=== Begin Enclosure ===

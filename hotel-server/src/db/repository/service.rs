//! Service Repository
//!
//! Catalog of billable extras (breakfast, laundry, transfer).

use super::{RepoError, RepoResult};
use shared::models::{Service, ServiceCreate, ServiceUpdate};
use sqlx::SqlitePool;

pub async fn find_all(pool: &SqlitePool) -> RepoResult<Vec<Service>> {
    let services = sqlx::query_as::<_, Service>("SELECT id, name, price FROM service ORDER BY name, id")
        .fetch_all(pool)
        .await?;
    Ok(services)
}

pub async fn find_page(pool: &SqlitePool, limit: i64, offset: i64) -> RepoResult<Vec<Service>> {
    let services = sqlx::query_as::<_, Service>(
        "SELECT id, name, price FROM service ORDER BY name, id LIMIT ? OFFSET ?",
    )
    .bind(limit)
    .bind(offset)
    .fetch_all(pool)
    .await?;
    Ok(services)
}

pub async fn count(pool: &SqlitePool) -> RepoResult<i64> {
    let total: i64 = sqlx::query_scalar("SELECT COUNT(*) FROM service")
        .fetch_one(pool)
        .await?;
    Ok(total)
}

pub async fn find_by_id(pool: &SqlitePool, id: i64) -> RepoResult<Option<Service>> {
    let service = sqlx::query_as::<_, Service>("SELECT id, name, price FROM service WHERE id = ?")
        .bind(id)
        .fetch_optional(pool)
        .await?;
    Ok(service)
}

pub async fn create(pool: &SqlitePool, data: ServiceCreate) -> RepoResult<Service> {
    let service = sqlx::query_as::<_, Service>(
        "INSERT INTO service (name, price) VALUES (?1, ?2) RETURNING id, name, price",
    )
    .bind(&data.name)
    .bind(data.price)
    .fetch_one(pool)
    .await?;
    Ok(service)
}

pub async fn update(pool: &SqlitePool, id: i64, data: ServiceUpdate) -> RepoResult<Service> {
    sqlx::query_as::<_, Service>(
        "UPDATE service SET name = COALESCE(?1, name), price = COALESCE(?2, price) WHERE id = ?3 RETURNING id, name, price",
    )
    .bind(&data.name)
    .bind(data.price)
    .bind(id)
    .fetch_optional(pool)
    .await?
    .ok_or_else(|| RepoError::NotFound(format!("Service {id} not found")))
}

/// Hard delete; blocked while guest service lines reference it
pub async fn delete(pool: &SqlitePool, id: i64) -> RepoResult<bool> {
    let rows = sqlx::query("DELETE FROM service WHERE id = ?")
        .bind(id)
        .execute(pool)
        .await
        .map_err(|e| RepoError::from(e).on_delete(|| format!("Service {id} is in use")))?;
    Ok(rows.rows_affected() > 0)
}
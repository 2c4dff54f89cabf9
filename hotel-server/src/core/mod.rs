//! Core module - server configuration
//!
//! - [`Config`] - environment-driven configuration

pub mod config;

pub use config::Config;
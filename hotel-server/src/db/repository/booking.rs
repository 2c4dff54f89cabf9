//! Booking Repository
//!
//! Bookings are stored as given: the date range is not ordered and rooms
//! may be double-booked. `booking_date` is stamped on insert and never
//! rewritten.

use super::{RepoError, RepoResult};
use shared::models::{Booking, BookingCreate, BookingStatus, BookingUpdate};
use sqlx::SqlitePool;

const BOOKING_SELECT: &str = "SELECT b.id, b.guest_id, g.full_name AS guest_name, b.room_id, r.room_number, b.check_in_date, b.check_out_date, b.booking_date, b.status, b.total_price FROM booking b JOIN guest g ON g.id = b.guest_id JOIN room r ON r.id = b.room_id";

pub async fn find_all(pool: &SqlitePool) -> RepoResult<Vec<Booking>> {
    let sql = format!("{BOOKING_SELECT} ORDER BY b.booking_date DESC, b.id DESC");
    let bookings = sqlx::query_as::<_, Booking>(&sql).fetch_all(pool).await?;
    Ok(bookings)
}

pub async fn find_page(pool: &SqlitePool, limit: i64, offset: i64) -> RepoResult<Vec<Booking>> {
    let sql = format!("{BOOKING_SELECT} ORDER BY b.booking_date DESC, b.id DESC LIMIT ? OFFSET ?");
    let bookings = sqlx::query_as::<_, Booking>(&sql)
        .bind(limit)
        .bind(offset)
        .fetch_all(pool)
        .await?;
    Ok(bookings)
}

pub async fn count(pool: &SqlitePool) -> RepoResult<i64> {
    let total: i64 = sqlx::query_scalar("SELECT COUNT(*) FROM booking")
        .fetch_one(pool)
        .await?;
    Ok(total)
}

pub async fn find_by_id(pool: &SqlitePool, id: i64) -> RepoResult<Option<Booking>> {
    let sql = format!("{BOOKING_SELECT} WHERE b.id = ?");
    let booking = sqlx::query_as::<_, Booking>(&sql)
        .bind(id)
        .fetch_optional(pool)
        .await?;
    Ok(booking)
}

pub async fn find_by_guest(pool: &SqlitePool, guest_id: i64) -> RepoResult<Vec<Booking>> {
    let sql = format!("{BOOKING_SELECT} WHERE b.guest_id = ? ORDER BY b.check_in_date, b.id");
    let bookings = sqlx::query_as::<_, Booking>(&sql)
        .bind(guest_id)
        .fetch_all(pool)
        .await?;
    Ok(bookings)
}

pub async fn find_by_room(pool: &SqlitePool, room_id: i64) -> RepoResult<Vec<Booking>> {
    let sql = format!("{BOOKING_SELECT} WHERE b.room_id = ? ORDER BY b.check_in_date, b.id");
    let bookings = sqlx::query_as::<_, Booking>(&sql)
        .bind(room_id)
        .fetch_all(pool)
        .await?;
    Ok(bookings)
}

pub async fn create(pool: &SqlitePool, data: BookingCreate) -> RepoResult<Booking> {
    let now = chrono::Utc::now();
    let id: i64 = sqlx::query_scalar(
        "INSERT INTO booking (guest_id, room_id, check_in_date, check_out_date, booking_date, status, total_price) VALUES (?1, ?2, ?3, ?4, ?5, ?6, ?7) RETURNING id",
    )
    .bind(data.guest_id)
    .bind(data.room_id)
    .bind(data.check_in_date)
    .bind(data.check_out_date)
    .bind(now)
    .bind(data.status.unwrap_or_default())
    .bind(data.total_price)
    .fetch_one(pool)
    .await?;

    find_by_id(pool, id)
        .await?
        .ok_or_else(|| RepoError::Database("Failed to create booking".into()))
}

pub async fn update(pool: &SqlitePool, id: i64, data: BookingUpdate) -> RepoResult<Booking> {
    let rows = sqlx::query(
        "UPDATE booking SET guest_id = COALESCE(?1, guest_id), room_id = COALESCE(?2, room_id), check_in_date = COALESCE(?3, check_in_date), check_out_date = COALESCE(?4, check_out_date), status = COALESCE(?5, status), total_price = COALESCE(?6, total_price) WHERE id = ?7",
    )
    .bind(data.guest_id)
    .bind(data.room_id)
    .bind(data.check_in_date)
    .bind(data.check_out_date)
    .bind(data.status)
    .bind(data.total_price)
    .bind(id)
    .execute(pool)
    .await?;
    if rows.rows_affected() == 0 {
        return Err(RepoError::NotFound(format!("Booking {id} not found")));
    }
    find_by_id(pool, id)
        .await?
        .ok_or_else(|| RepoError::NotFound(format!("Booking {id} not found")))
}

/// Set the booking status; transitions are not guarded
pub async fn set_status(pool: &SqlitePool, id: i64, status: BookingStatus) -> RepoResult<Booking> {
    update(
        pool,
        id,
        BookingUpdate {
            status: Some(status),
            ..Default::default()
        },
    )
    .await
}

/// Delete a booking with its service line items; blocked by payments
pub async fn delete(pool: &SqlitePool, id: i64) -> RepoResult<bool> {
    let rows = sqlx::query("DELETE FROM booking WHERE id = ?")
        .bind(id)
        .execute(pool)
        .await
        .map_err(|e| RepoError::from(e).on_delete(|| format!("Booking {id} has payments")))?;
    Ok(rows.rows_affected() > 0)
}
//! Error types

use super::codes::ErrorCode;
use serde::{Deserialize, Serialize};
use serde_json::Value;
use std::collections::HashMap;
use thiserror::Error;

/// Application error with structured error code and details
///
/// This is the error type surfaced to the admin console, providing:
/// - Standardized error codes via [`ErrorCode`]
/// - Human-readable messages
/// - Optional structured details (offending field, conflicting value)
#[derive(Debug, Clone, Error, Serialize, Deserialize)]
#[error("{message}")]
pub struct AppError {
    /// The error code identifying the type of error
    pub code: ErrorCode,
    /// Human-readable error message
    pub message: String,
    /// Optional additional details (field-level errors, context, etc.)
    #[serde(default, skip_serializing_if = "Option::is_none")]
    pub details: Option<HashMap<String, Value>>,
}

impl AppError {
    /// Create a new error with the default message for the error code
    pub fn new(code: ErrorCode) -> Self {
        Self {
            message: code.message().to_string(),
            code,
            details: None,
        }
    }

    /// Create a new error with a custom message
    pub fn with_message(code: ErrorCode, message: impl Into<String>) -> Self {
        Self {
            code,
            message: message.into(),
            details: None,
        }
    }

    /// Add a detail entry to this error
    pub fn with_detail(mut self, key: impl Into<String>, value: impl Into<Value>) -> Self {
        self.details
            .get_or_insert_with(HashMap::new)
            .insert(key.into(), value.into());
        self
    }

    // ==================== Convenience constructors ====================

    /// Create a validation error
    pub fn validation(msg: impl Into<String>) -> Self {
        Self::with_message(ErrorCode::ValidationFailed, msg)
    }

    /// Create a database error
    pub fn database(msg: impl Into<String>) -> Self {
        Self::with_message(ErrorCode::DatabaseError, msg)
    }

    /// Create a config error
    pub fn config(msg: impl Into<String>) -> Self {
        Self::with_message(ErrorCode::ConfigError, msg)
    }
}

/// Type alias for Result with AppError
pub type AppResult<T> = Result<T, AppError>;
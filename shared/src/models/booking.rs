//! Booking Model
//!
//! A booking links one guest to one room for a date range. The schema does
//! not check that `check_out_date` follows `check_in_date`, nor that two
//! bookings on the same room do not overlap.

use super::Money;
use chrono::{DateTime, NaiveDate, Utc};
use serde::{Deserialize, Serialize};
use std::fmt;

/// Booking status
///
/// Plain enumeration: any value may be replaced by any other.
#[derive(Debug, Clone, Copy, PartialEq, Eq, Hash, Default, Serialize, Deserialize)]
#[serde(rename_all = "snake_case")]
#[cfg_attr(feature = "db", derive(sqlx::Type))]
#[cfg_attr(feature = "db", sqlx(rename_all = "snake_case"))]
pub enum BookingStatus {
    #[default]
    Confirmed,
    CheckedIn,
    CheckedOut,
    Cancelled,
}

impl BookingStatus {
    pub const ALL: [BookingStatus; 4] = [
        Self::Confirmed,
        Self::CheckedIn,
        Self::CheckedOut,
        Self::Cancelled,
    ];

    pub fn as_str(&self) -> &'static str {
        match self {
            Self::Confirmed => "confirmed",
            Self::CheckedIn => "checked_in",
            Self::CheckedOut => "checked_out",
            Self::Cancelled => "cancelled",
        }
    }

    pub fn label(&self) -> &'static str {
        match self {
            Self::Confirmed => "Confirmed",
            Self::CheckedIn => "Checked in",
            Self::CheckedOut => "Checked out",
            Self::Cancelled => "Cancelled",
        }
    }
}

impl fmt::Display for BookingStatus {
    fn fmt(&self, f: &mut fmt::Formatter<'_>) -> fmt::Result {
        f.write_str(self.as_str())
    }
}

/// Booking entity, joined with guest name and room number for display
#[derive(Debug, Clone, Serialize, Deserialize)]
#[cfg_attr(feature = "db", derive(sqlx::FromRow))]
pub struct Booking {
    pub id: i64,
    pub guest_id: i64,
    pub guest_name: String,
    pub room_id: i64,
    pub room_number: String,
    pub check_in_date: NaiveDate,
    pub check_out_date: NaiveDate,
    /// Set once at creation
    pub booking_date: DateTime<Utc>,
    pub status: BookingStatus,
    /// Computed by the caller; no stored formula
    pub total_price: Money,
}

impl fmt::Display for Booking {
    fn fmt(&self, f: &mut fmt::Formatter<'_>) -> fmt::Result {
        write!(f, "Booking #{} - {}", self.id, self.guest_name)
    }
}

/// Create booking payload
#[derive(Debug, Clone, Serialize, Deserialize)]
pub struct BookingCreate {
    pub guest_id: i64,
    pub room_id: i64,
    pub check_in_date: NaiveDate,
    pub check_out_date: NaiveDate,
    #[serde(default)]
    pub status: Option<BookingStatus>,
    pub total_price: Money,
}

/// Update booking payload (`booking_date` is not updatable)
#[derive(Debug, Clone, Default, Serialize, Deserialize)]
pub struct BookingUpdate {
    #[serde(skip_serializing_if = "Option::is_none")]
    pub guest_id: Option<i64>,
    #[serde(skip_serializing_if = "Option::is_none")]
    pub room_id: Option<i64>,
    #[serde(skip_serializing_if = "Option::is_none")]
    pub check_in_date: Option<NaiveDate>,
    #[serde(skip_serializing_if = "Option::is_none")]
    pub check_out_date: Option<NaiveDate>,
    #[serde(skip_serializing_if = "Option::is_none")]
    pub status: Option<BookingStatus>,
    #[serde(skip_serializing_if = "Option::is_none")]
    pub total_price: Option<Money>,
}
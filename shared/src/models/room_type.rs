//! Room Type Model

use super::Money;
use serde::{Deserialize, Serialize};
use std::fmt;

/// Room type entity (single, double, suite...)
#[derive(Debug, Clone, Serialize, Deserialize)]
#[cfg_attr(feature = "db", derive(sqlx::FromRow))]
pub struct RoomType {
    pub id: i64,
    pub name: String,
    pub description: String,
    pub base_price: Money,
    pub max_guests: i32,
}

impl fmt::Display for RoomType {
    fn fmt(&self, f: &mut fmt::Formatter<'_>) -> fmt::Result {
        f.write_str(&self.name)
    }
}

/// Create room type payload
#[derive(Debug, Clone, Serialize, Deserialize)]
pub struct RoomTypeCreate {
    pub name: String,
    /// Blank allowed; stored as an empty string when omitted
    #[serde(default)]
    pub description: Option<String>,
    pub base_price: Money,
    pub max_guests: i32,
}

/// Update room type payload
#[derive(Debug, Clone, Default, Serialize, Deserialize)]
pub struct RoomTypeUpdate {
    #[serde(skip_serializing_if = "Option::is_none")]
    pub name: Option<String>,
    #[serde(skip_serializing_if = "Option::is_none")]
    pub description: Option<String>,
    #[serde(skip_serializing_if = "Option::is_none")]
    pub base_price: Option<Money>,
    #[serde(skip_serializing_if = "Option::is_none")]
    pub max_guests: Option<i32>,
}
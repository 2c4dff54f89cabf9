//! Payment Model
//!
//! Any number of payments may exist per booking; their sum is not checked
//! against the booking total.

use super::Money;
use chrono::{DateTime, Utc};
use serde::{Deserialize, Serialize};
use std::fmt;

/// Payment method
#[derive(Debug, Clone, Copy, PartialEq, Eq, Hash, Serialize, Deserialize)]
#[serde(rename_all = "snake_case")]
#[cfg_attr(feature = "db", derive(sqlx::Type))]
#[cfg_attr(feature = "db", sqlx(rename_all = "snake_case"))]
pub enum PaymentMethod {
    Cash,
    Card,
    Online,
}

impl PaymentMethod {
    pub const ALL: [PaymentMethod; 3] = [Self::Cash, Self::Card, Self::Online];

    pub fn as_str(&self) -> &'static str {
        match self {
            Self::Cash => "cash",
            Self::Card => "card",
            Self::Online => "online",
        }
    }

    pub fn label(&self) -> &'static str {
        match self {
            Self::Cash => "Cash",
            Self::Card => "Card",
            Self::Online => "Online",
        }
    }
}

impl fmt::Display for PaymentMethod {
    fn fmt(&self, f: &mut fmt::Formatter<'_>) -> fmt::Result {
        f.write_str(self.as_str())
    }
}

/// Payment status
#[derive(Debug, Clone, Copy, PartialEq, Eq, Hash, Default, Serialize, Deserialize)]
#[serde(rename_all = "snake_case")]
#[cfg_attr(feature = "db", derive(sqlx::Type))]
#[cfg_attr(feature = "db", sqlx(rename_all = "snake_case"))]
pub enum PaymentStatus {
    Pending,
    #[default]
    Completed,
    Failed,
}

impl PaymentStatus {
    pub const ALL: [PaymentStatus; 3] = [Self::Pending, Self::Completed, Self::Failed];

    pub fn as_str(&self) -> &'static str {
        match self {
            Self::Pending => "pending",
            Self::Completed => "completed",
            Self::Failed => "failed",
        }
    }

    pub fn label(&self) -> &'static str {
        match self {
            Self::Pending => "Pending",
            Self::Completed => "Completed",
            Self::Failed => "Failed",
        }
    }
}

impl fmt::Display for PaymentStatus {
    fn fmt(&self, f: &mut fmt::Formatter<'_>) -> fmt::Result {
        f.write_str(self.as_str())
    }
}

/// Payment entity
#[derive(Debug, Clone, Serialize, Deserialize)]
#[cfg_attr(feature = "db", derive(sqlx::FromRow))]
pub struct Payment {
    pub id: i64,
    pub booking_id: i64,
    pub amount: Money,
    /// Set once at creation
    pub payment_date: DateTime<Utc>,
    pub method: PaymentMethod,
    pub status: PaymentStatus,
}

impl fmt::Display for Payment {
    fn fmt(&self, f: &mut fmt::Formatter<'_>) -> fmt::Result {
        write!(f, "Payment #{} - {}", self.id, self.amount)
    }
}

/// Create payment payload
#[derive(Debug, Clone, Serialize, Deserialize)]
pub struct PaymentCreate {
    pub booking_id: i64,
    pub amount: Money,
    pub method: PaymentMethod,
    #[serde(default)]
    pub status: Option<PaymentStatus>,
}

/// Update payment payload (`payment_date` is not updatable)
#[derive(Debug, Clone, Default, Serialize, Deserialize)]
pub struct PaymentUpdate {
    #[serde(skip_serializing_if = "Option::is_none")]
    pub booking_id: Option<i64>,
    #[serde(skip_serializing_if = "Option::is_none")]
    pub amount: Option<Money>,
    #[serde(skip_serializing_if = "Option::is_none")]
    pub method: Option<PaymentMethod>,
    #[serde(skip_serializing_if = "Option::is_none")]
    pub status: Option<PaymentStatus>,
}

#[cfg(test)]
mod tests {
    use super::*;

    #[test]
    fn test_display() {
        let payment = Payment {
            id: 12,
            booking_id: 4,
            amount: Money::new(15000, 2),
            payment_date: Utc::now(),
            method: PaymentMethod::Card,
            status: PaymentStatus::Completed,
        };
        assert_eq!(payment.to_string(), "Payment #12 - 150.00");
    }

    #[test]
    fn test_create_defaults_status_to_none() {
        let json = r#"{"booking_id":4,"amount":"20.00","method":"online"}"#;
        let create: PaymentCreate = serde_json::from_str(json).unwrap();
        assert_eq!(create.method, PaymentMethod::Online);
        assert!(create.status.is_none());
        assert_eq!(PaymentStatus::default(), PaymentStatus::Completed);
    }
}
//! Employee Repository
//!
//! Staff accounts are never hard-deleted: `delete` clears `is_active`.

use super::{RepoError, RepoResult};
use crate::utils::password;
use shared::models::{Employee, EmployeeCreate, EmployeeRole, EmployeeUpdate};
use sqlx::SqlitePool;

const EMPLOYEE_SELECT: &str = "SELECT id, username, full_name, hash_pass, role, phone, email, is_active, date_joined FROM employee";

pub async fn find_all(pool: &SqlitePool) -> RepoResult<Vec<Employee>> {
    let sql = format!("{EMPLOYEE_SELECT} WHERE is_active = 1 ORDER BY username");
    let employees = sqlx::query_as::<_, Employee>(&sql).fetch_all(pool).await?;
    Ok(employees)
}

pub async fn find_all_with_inactive(pool: &SqlitePool) -> RepoResult<Vec<Employee>> {
    let sql = format!("{EMPLOYEE_SELECT} ORDER BY username");
    let employees = sqlx::query_as::<_, Employee>(&sql).fetch_all(pool).await?;
    Ok(employees)
}

/// One admin list page, deactivated accounts included
pub async fn find_page(pool: &SqlitePool, limit: i64, offset: i64) -> RepoResult<Vec<Employee>> {
    let sql = format!("{EMPLOYEE_SELECT} ORDER BY username LIMIT ? OFFSET ?");
    let employees = sqlx::query_as::<_, Employee>(&sql)
        .bind(limit)
        .bind(offset)
        .fetch_all(pool)
        .await?;
    Ok(employees)
}

pub async fn count(pool: &SqlitePool) -> RepoResult<i64> {
    let total: i64 = sqlx::query_scalar("SELECT COUNT(*) FROM employee")
        .fetch_one(pool)
        .await?;
    Ok(total)
}

pub async fn find_by_id(pool: &SqlitePool, id: i64) -> RepoResult<Option<Employee>> {
    let sql = format!("{EMPLOYEE_SELECT} WHERE id = ?");
    let employee = sqlx::query_as::<_, Employee>(&sql)
        .bind(id)
        .fetch_optional(pool)
        .await?;
    Ok(employee)
}

pub async fn find_by_username(pool: &SqlitePool, username: &str) -> RepoResult<Option<Employee>> {
    let sql = format!("{EMPLOYEE_SELECT} WHERE username = ? LIMIT 1");
    let employee = sqlx::query_as::<_, Employee>(&sql)
        .bind(username)
        .fetch_optional(pool)
        .await?;
    Ok(employee)
}

pub async fn create(pool: &SqlitePool, data: EmployeeCreate) -> RepoResult<Employee> {
    let hash_pass = password::hash_password(&data.password)
        .map_err(|e| RepoError::Database(format!("Failed to hash password: {e}")))?;
    let role = data.role.unwrap_or_default();
    let now = chrono::Utc::now();

    let id: i64 = sqlx::query_scalar(
        "INSERT INTO employee (username, full_name, hash_pass, role, phone, email, is_active, date_joined) VALUES (?1, ?2, ?3, ?4, NULLIF(?5, ''), NULLIF(?6, ''), 1, ?7) RETURNING id",
    )
    .bind(&data.username)
    .bind(&data.full_name)
    .bind(&hash_pass)
    .bind(role)
    .bind(&data.phone)
    .bind(&data.email)
    .bind(now)
    .fetch_one(pool)
    .await
    .map_err(|e| match RepoError::from(e) {
        RepoError::Duplicate(_) => {
            RepoError::Duplicate(format!("Username '{}' already exists", data.username))
        }
        other => other,
    })?;

    find_by_id(pool, id)
        .await?
        .ok_or_else(|| RepoError::Database("Failed to create employee".into()))
}

pub async fn update(pool: &SqlitePool, id: i64, data: EmployeeUpdate) -> RepoResult<Employee> {
    let hash_pass = match data.password.as_deref() {
        Some(password) => Some(
            password::hash_password(password)
                .map_err(|e| RepoError::Database(format!("Failed to hash password: {e}")))?,
        ),
        None => None,
    };

    let rows = sqlx::query(
        "UPDATE employee SET username = COALESCE(?1, username), full_name = COALESCE(?2, full_name), hash_pass = COALESCE(?3, hash_pass), role = COALESCE(?4, role), phone = CASE WHEN ?5 IS NULL THEN phone ELSE NULLIF(?5, '') END, email = CASE WHEN ?6 IS NULL THEN email ELSE NULLIF(?6, '') END, is_active = COALESCE(?7, is_active) WHERE id = ?8",
    )
    .bind(&data.username)
    .bind(&data.full_name)
    .bind(&hash_pass)
    .bind(data.role)
    .bind(&data.phone)
    .bind(&data.email)
    .bind(data.is_active)
    .bind(id)
    .execute(pool)
    .await?;
    if rows.rows_affected() == 0 {
        return Err(RepoError::NotFound(format!("Employee {id} not found")));
    }
    find_by_id(pool, id)
        .await?
        .ok_or_else(|| RepoError::NotFound(format!("Employee {id} not found")))
}

/// Deactivate an employee; returns false when already inactive or missing
pub async fn delete(pool: &SqlitePool, id: i64) -> RepoResult<bool> {
    let rows = sqlx::query("UPDATE employee SET is_active = 0 WHERE id = ? AND is_active = 1")
        .bind(id)
        .execute(pool)
        .await?;
    Ok(rows.rows_affected() > 0)
}

/// Create an administrator account unless the username is already taken
///
/// Returns the new account, or `None` when one already existed.
pub async fn ensure_admin(
    pool: &SqlitePool,
    username: &str,
    password: &str,
    full_name: &str,
) -> RepoResult<Option<Employee>> {
    if find_by_username(pool, username).await?.is_some() {
        return Ok(None);
    }
    let created = create(
        pool,
        EmployeeCreate {
            username: username.to_string(),
            password: password.to_string(),
            full_name: full_name.to_string(),
            role: Some(EmployeeRole::Admin),
            phone: None,
            email: None,
        },
    )
    .await?;
    Ok(Some(created))
}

=== End Enclosure ===

About this task:
Go through the records above and copy each line where "services" is found.

Exercise solution:
    let services = sqlx::query_as::<_, Service>("SELECT id, name, price FROM service ORDER BY name, id")
    Ok(services)
    let services = sqlx::query_as::<_, Service>(
    Ok(services)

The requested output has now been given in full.